| To do |
Search the records for the string "HTTP". Copy each line where it occurs.

| Record set |
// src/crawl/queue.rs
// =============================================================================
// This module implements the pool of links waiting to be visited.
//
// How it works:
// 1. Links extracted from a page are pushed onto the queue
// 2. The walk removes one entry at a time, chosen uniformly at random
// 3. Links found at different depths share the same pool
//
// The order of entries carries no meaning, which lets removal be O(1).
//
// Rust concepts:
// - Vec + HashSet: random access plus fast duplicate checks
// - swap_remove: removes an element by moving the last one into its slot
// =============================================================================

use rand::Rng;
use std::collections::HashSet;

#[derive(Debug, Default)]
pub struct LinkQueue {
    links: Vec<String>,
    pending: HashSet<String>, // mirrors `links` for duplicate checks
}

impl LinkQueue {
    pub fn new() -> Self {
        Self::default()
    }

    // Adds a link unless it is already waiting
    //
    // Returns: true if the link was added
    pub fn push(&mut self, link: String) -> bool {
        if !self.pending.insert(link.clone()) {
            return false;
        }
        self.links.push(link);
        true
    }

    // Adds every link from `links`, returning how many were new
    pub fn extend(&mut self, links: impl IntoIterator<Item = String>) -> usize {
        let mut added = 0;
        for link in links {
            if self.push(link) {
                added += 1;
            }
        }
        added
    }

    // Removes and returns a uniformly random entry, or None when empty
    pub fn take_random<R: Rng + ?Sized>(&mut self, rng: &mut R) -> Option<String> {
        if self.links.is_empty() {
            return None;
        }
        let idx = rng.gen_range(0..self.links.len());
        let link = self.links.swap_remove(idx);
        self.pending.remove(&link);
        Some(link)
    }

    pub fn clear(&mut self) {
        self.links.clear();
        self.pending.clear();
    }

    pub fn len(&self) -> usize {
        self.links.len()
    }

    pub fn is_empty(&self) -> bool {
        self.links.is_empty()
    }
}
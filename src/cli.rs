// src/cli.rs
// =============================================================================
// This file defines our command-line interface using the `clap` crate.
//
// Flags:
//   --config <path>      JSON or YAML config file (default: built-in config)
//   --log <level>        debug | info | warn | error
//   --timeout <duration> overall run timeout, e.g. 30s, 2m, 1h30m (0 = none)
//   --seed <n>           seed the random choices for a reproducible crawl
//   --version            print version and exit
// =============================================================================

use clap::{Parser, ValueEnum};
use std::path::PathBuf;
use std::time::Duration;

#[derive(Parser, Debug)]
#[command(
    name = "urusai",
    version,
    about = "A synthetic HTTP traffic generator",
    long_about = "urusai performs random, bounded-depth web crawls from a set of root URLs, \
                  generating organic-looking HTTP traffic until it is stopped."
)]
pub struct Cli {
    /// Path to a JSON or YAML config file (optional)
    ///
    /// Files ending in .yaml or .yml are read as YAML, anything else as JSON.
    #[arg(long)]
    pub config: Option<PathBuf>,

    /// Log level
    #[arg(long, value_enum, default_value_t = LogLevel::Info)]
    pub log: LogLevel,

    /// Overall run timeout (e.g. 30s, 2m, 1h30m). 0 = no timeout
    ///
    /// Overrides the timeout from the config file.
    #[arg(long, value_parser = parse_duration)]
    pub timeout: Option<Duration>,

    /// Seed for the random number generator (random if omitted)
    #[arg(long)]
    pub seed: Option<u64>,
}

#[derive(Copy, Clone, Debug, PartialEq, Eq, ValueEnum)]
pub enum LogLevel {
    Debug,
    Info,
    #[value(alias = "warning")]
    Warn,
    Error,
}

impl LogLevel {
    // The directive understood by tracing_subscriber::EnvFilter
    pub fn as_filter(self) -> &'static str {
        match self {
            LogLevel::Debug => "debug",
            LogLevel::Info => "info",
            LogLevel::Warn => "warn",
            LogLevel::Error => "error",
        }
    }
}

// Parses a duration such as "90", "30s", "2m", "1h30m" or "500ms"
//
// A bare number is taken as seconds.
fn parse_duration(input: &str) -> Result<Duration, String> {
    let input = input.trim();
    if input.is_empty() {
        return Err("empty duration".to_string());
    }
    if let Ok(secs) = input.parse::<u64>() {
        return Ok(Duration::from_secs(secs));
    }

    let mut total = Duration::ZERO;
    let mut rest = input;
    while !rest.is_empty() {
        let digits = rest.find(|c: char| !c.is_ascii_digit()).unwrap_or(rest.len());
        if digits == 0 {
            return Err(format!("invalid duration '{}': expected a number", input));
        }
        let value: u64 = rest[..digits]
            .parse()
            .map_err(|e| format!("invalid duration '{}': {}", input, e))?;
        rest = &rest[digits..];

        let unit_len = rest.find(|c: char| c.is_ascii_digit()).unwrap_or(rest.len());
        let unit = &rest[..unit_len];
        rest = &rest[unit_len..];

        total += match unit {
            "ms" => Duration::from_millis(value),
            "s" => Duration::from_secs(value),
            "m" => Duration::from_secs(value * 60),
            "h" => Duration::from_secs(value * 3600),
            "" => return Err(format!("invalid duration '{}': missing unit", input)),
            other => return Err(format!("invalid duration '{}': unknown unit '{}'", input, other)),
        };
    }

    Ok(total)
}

--

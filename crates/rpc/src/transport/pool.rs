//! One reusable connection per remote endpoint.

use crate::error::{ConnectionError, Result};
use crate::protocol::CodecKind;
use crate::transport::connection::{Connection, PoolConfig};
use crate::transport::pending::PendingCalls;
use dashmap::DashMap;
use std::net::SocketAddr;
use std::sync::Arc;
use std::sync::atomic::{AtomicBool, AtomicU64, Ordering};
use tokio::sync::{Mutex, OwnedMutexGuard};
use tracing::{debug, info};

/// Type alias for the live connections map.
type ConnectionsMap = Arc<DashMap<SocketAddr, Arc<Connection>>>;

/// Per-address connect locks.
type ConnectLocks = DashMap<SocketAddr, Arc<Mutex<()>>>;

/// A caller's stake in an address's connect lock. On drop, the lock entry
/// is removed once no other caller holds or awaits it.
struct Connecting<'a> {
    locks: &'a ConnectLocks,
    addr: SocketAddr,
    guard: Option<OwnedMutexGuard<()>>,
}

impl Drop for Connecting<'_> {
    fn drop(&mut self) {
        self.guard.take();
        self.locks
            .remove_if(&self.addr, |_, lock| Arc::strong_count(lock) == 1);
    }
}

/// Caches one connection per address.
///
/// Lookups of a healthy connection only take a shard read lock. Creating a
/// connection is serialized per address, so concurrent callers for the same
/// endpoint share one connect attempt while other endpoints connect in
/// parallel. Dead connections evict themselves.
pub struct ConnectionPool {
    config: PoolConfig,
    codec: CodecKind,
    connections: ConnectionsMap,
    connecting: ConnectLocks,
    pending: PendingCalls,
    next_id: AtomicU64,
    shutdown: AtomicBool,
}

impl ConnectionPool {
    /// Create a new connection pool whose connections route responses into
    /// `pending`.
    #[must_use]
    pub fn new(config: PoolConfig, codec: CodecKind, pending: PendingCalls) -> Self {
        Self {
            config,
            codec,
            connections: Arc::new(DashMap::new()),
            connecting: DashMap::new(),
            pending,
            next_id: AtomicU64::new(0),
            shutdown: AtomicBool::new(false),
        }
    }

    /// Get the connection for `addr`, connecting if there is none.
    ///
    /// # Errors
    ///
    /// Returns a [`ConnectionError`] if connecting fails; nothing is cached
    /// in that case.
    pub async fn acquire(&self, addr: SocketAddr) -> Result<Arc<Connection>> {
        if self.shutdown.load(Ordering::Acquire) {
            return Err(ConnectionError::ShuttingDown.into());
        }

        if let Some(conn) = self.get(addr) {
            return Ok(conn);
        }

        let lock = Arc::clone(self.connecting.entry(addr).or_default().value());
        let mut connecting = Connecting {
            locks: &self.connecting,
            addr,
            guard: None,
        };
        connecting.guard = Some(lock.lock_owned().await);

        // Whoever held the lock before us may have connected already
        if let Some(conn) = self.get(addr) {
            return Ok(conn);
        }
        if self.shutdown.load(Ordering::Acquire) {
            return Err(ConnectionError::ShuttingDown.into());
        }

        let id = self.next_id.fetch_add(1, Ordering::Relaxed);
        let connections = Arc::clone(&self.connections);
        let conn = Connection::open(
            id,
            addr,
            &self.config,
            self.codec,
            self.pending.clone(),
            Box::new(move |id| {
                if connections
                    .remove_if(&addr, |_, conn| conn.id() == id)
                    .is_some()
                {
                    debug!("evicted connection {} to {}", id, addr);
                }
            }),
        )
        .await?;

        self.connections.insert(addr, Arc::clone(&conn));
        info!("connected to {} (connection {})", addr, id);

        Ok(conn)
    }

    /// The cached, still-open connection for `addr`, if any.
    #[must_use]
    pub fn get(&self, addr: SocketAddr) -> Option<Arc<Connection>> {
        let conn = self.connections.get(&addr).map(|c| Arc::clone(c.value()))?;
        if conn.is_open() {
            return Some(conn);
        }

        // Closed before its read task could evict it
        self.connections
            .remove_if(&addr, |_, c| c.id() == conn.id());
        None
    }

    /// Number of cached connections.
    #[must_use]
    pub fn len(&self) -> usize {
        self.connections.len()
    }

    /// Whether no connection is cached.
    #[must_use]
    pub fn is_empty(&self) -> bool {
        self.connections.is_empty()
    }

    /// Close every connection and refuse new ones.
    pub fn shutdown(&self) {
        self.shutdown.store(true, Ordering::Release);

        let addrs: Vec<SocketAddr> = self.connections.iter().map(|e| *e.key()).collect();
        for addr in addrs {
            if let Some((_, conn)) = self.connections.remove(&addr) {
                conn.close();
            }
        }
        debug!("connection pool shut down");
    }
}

| Exercise response |
    about = "A synthetic HTTP traffic generator",
                  generating organic-looking HTTP traffic until it is stopped."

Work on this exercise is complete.